Ils rejettent le dogme des peines éternelles, irrémissibles, comme inconciliable avec la justice de Dieu ; mais ils admettent que l’âme, après la mort, souffre et subit les conséquences de tout le mal qu’elle a fait pendant la vie, de tout le bien qu’elle aurait pu faire et qu’elle n’a pas fait.

Ses souffrances sont la conséquence naturelle de ses actes ; elles durent autant que la perversité ou l’infériorité morale de l’Esprit ; elles diminuent à mesure qu’il s’améliore, et cessent par la réparation du mal ; cette réparation a lieu dans les existences corporelles successives.

L’Esprit, ayant toujours sa liberté d’action, est ainsi le propre artisan de son bonheur et de son malheur en ce monde et en l’autre. L’homme n’est porté fatalement ni au bien ni au mal ; il accomplit l’un et l’autre par sa volonté, et se perfectionne par l’expérience.

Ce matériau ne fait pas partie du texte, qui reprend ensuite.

//! Action blocks: links, message templates, and document checklists that
//! help a traveller carry out a task.
//!
//! Blocks are authored separately from the task list and attached to their
//! task when the catalog is built. They carry no progress semantics.

use super::CityId;
use serde::{Deserialize, Serialize};

/// Category of an action link.
#[derive(Debug, Clone, Copy, PartialEq, Eq, Hash, Serialize, Deserialize)]
#[serde(rename_all = "snake_case")]
pub enum ActionLinkKind {
    /// Government or authority portal.
    Official,
    /// Third-party tool or platform.
    Tool,
    /// Community group or forum.
    Community,
    /// Background reading.
    Info,
}

impl ActionLinkKind {
    /// Returns the canonical kind identifier.
    #[must_use]
    pub const fn as_str(self) -> &'static str {
        match self {
            Self::Official => "official",
            Self::Tool => "tool",
            Self::Community => "community",
            Self::Info => "info",
        }
    }

    /// Returns whether the link points at an authority.
    #[must_use]
    pub const fn is_official(self) -> bool {
        matches!(self, Self::Official)
    }
}

/// External link offered alongside a task.
#[derive(Debug, Clone, PartialEq, Eq, Serialize, Deserialize)]
pub struct ActionLink {
    id: String,
    label: String,
    url: String,
    #[serde(rename = "type")]
    kind: ActionLinkKind,
    #[serde(default, skip_serializing_if = "Vec::is_empty")]
    city_scope: Vec<CityId>,
}

impl ActionLink {
    /// Creates a link that applies to every city.
    #[must_use]
    pub fn new(
        id: impl Into<String>,
        label: impl Into<String>,
        url: impl Into<String>,
        kind: ActionLinkKind,
    ) -> Self {
        Self {
            id: id.into(),
            label: label.into(),
            url: url.into(),
            kind,
            city_scope: Vec::new(),
        }
    }

    /// Restricts the link to the given cities.
    #[must_use]
    pub fn with_city_scope(mut self, cities: impl IntoIterator<Item = CityId>) -> Self {
        self.city_scope = cities.into_iter().collect();
        self
    }

    /// Returns the link identifier.
    #[must_use]
    pub fn id(&self) -> &str {
        &self.id
    }

    /// Returns the display label.
    #[must_use]
    pub fn label(&self) -> &str {
        &self.label
    }

    /// Returns the target URL.
    #[must_use]
    pub fn url(&self) -> &str {
        &self.url
    }

    /// Returns the link category.
    #[must_use]
    pub const fn kind(&self) -> ActionLinkKind {
        self.kind
    }

    /// Returns the city scope. Empty means every city.
    #[must_use]
    pub fn city_scope(&self) -> &[CityId] {
        &self.city_scope
    }

    /// Returns whether the link applies to the given city.
    #[must_use]
    pub fn applies_to_city(&self, city: &CityId) -> bool {
        self.city_scope.is_empty() || self.city_scope.contains(city)
    }
}

/// What a message template is written for.
#[derive(Debug, Clone, Copy, PartialEq, Eq, Hash, Serialize, Deserialize)]
#[serde(rename_all = "snake_case")]
pub enum TemplatePurpose {
    /// Landlord and flat-share enquiries.
    Housing,
    /// Job applications.
    Job,
    /// Letters to authorities.
    Bureaucracy,
    /// Introductions to groups.
    Social,
}

/// Message template the traveller can generate text from.
#[derive(Debug, Clone, PartialEq, Eq, Serialize, Deserialize)]
pub struct TaskTemplate {
    id: String,
    label: String,
    purpose: TemplatePurpose,
    #[serde(alias = "ai_prompt_key")]
    prompt_key: String,
}

impl TaskTemplate {
    /// Creates a template.
    #[must_use]
    pub fn new(
        id: impl Into<String>,
        label: impl Into<String>,
        purpose: TemplatePurpose,
        prompt_key: impl Into<String>,
    ) -> Self {
        Self {
            id: id.into(),
            label: label.into(),
            purpose,
            prompt_key: prompt_key.into(),
        }
    }

    /// Returns the template identifier.
    #[must_use]
    pub fn id(&self) -> &str {
        &self.id
    }

    /// Returns the display label.
    #[must_use]
    pub fn label(&self) -> &str {
        &self.label
    }

    /// Returns what the template is for.
    #[must_use]
    pub const fn purpose(&self) -> TemplatePurpose {
        self.purpose
    }

    /// Returns the key of the text-generation prompt.
    #[must_use]
    pub fn prompt_key(&self) -> &str {
        &self.prompt_key
    }
}

/// Document the traveller should have ready for a task.
#[derive(Debug, Clone, PartialEq, Eq, Serialize, Deserialize)]
pub struct DocumentChecklistItem {
    id: String,
    label: String,
    #[serde(default)]
    optional: bool,
}

impl DocumentChecklistItem {
    /// Creates a required checklist item.
    #[must_use]
    pub fn new(id: impl Into<String>, label: impl Into<String>) -> Self {
        Self {
            id: id.into(),
            label: label.into(),
            optional: false,
        }
    }

    /// Marks the document as nice to have.
    #[must_use]
    pub const fn optional(mut self) -> Self {
        self.optional = true;
        self
    }

    /// Returns the item identifier.
    #[must_use]
    pub fn id(&self) -> &str {
        &self.id
    }

    /// Returns the display label.
    #[must_use]
    pub fn label(&self) -> &str {
        &self.label
    }

    /// Returns whether the document can be skipped.
    #[must_use]
    pub const fn is_optional(&self) -> bool {
        self.optional
    }
}

/// Links, templates, and documents attached to one task.
#[derive(Debug, Clone, Default, PartialEq, Eq, Serialize, Deserialize)]
#[serde(default)]
pub struct ActionBlock {
    action_links: Vec<ActionLink>,
    templates: Vec<TaskTemplate>,
    document_checklist: Vec<DocumentChecklistItem>,
}

impl ActionBlock {
    /// Creates an empty block.
    #[must_use]
    pub fn new() -> Self {
        Self::default()
    }

    /// Sets the action links.
    #[must_use]
    pub fn with_action_links(mut self, links: impl IntoIterator<Item = ActionLink>) -> Self {
        self.action_links = links.into_iter().collect();
        self
    }

    /// Sets the message templates.
    #[must_use]
    pub fn with_templates(mut self, templates: impl IntoIterator<Item = TaskTemplate>) -> Self {
        self.templates = templates.into_iter().collect();
        self
    }

    /// Sets the document checklist.
    #[must_use]
    pub fn with_document_checklist(
        mut self,
        items: impl IntoIterator<Item = DocumentChecklistItem>,
    ) -> Self {
        self.document_checklist = items.into_iter().collect();
        self
    }

    /// Returns every action link in authored order.
    #[must_use]
    pub fn action_links(&self) -> &[ActionLink] {
        &self.action_links
    }

    /// Returns the links that apply to `city`.
    pub fn links_for_city<'a>(&'a self, city: &'a CityId) -> impl Iterator<Item = &'a ActionLink> {
        self.action_links
            .iter()
            .filter(move |link| link.applies_to_city(city))
    }

    /// Returns the message templates.
    #[must_use]
    pub fn templates(&self) -> &[TaskTemplate] {
        &self.templates
    }

    /// Returns the document checklist.
    #[must_use]
    pub fn document_checklist(&self) -> &[DocumentChecklistItem] {
        &self.document_checklist
    }

    /// Returns whether the block offers nothing.
    #[must_use]
    pub fn is_empty(&self) -> bool {
        self.action_links.is_empty() && self.templates.is_empty() && self.document_checklist.is_empty()
    }
}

En conséquence de ce principe, les Spirites n’admettent ni les démons prédestinés au mal, ni la création spéciale d’anges prédestinés au bonheur infini sans avoir eu la peine de le mériter ; les démons sont des Esprits humains encore imparfaits, mais qui s’amélioreront avec le temps ; les anges, des Esprits arrivés à la perfection après avoir passé, comme les autres, par tous les degrés de l’infériorité.

Le Spiritisme n’admet, pour chacun, que la responsabilité de ses propres actes ; le péché originel, selon lui, est personnel ; il consiste dans les imperfections que chaque individu apporte en renaissant, parce qu’il ne s’en est pas encore dépouillé dans ses précédentes existences, et dont il subit naturellement les conséquences dans l’existence actuelle.

Il n’admet pas non plus, comme suprême récompense finale, l’inutile et béate contemplation des élus pendant l’éternité ; mais, au contraire, une activité incessante du haut en bas de l’échelle des êtres, où chacun a des attributions en rapport avec son degré d’avancement.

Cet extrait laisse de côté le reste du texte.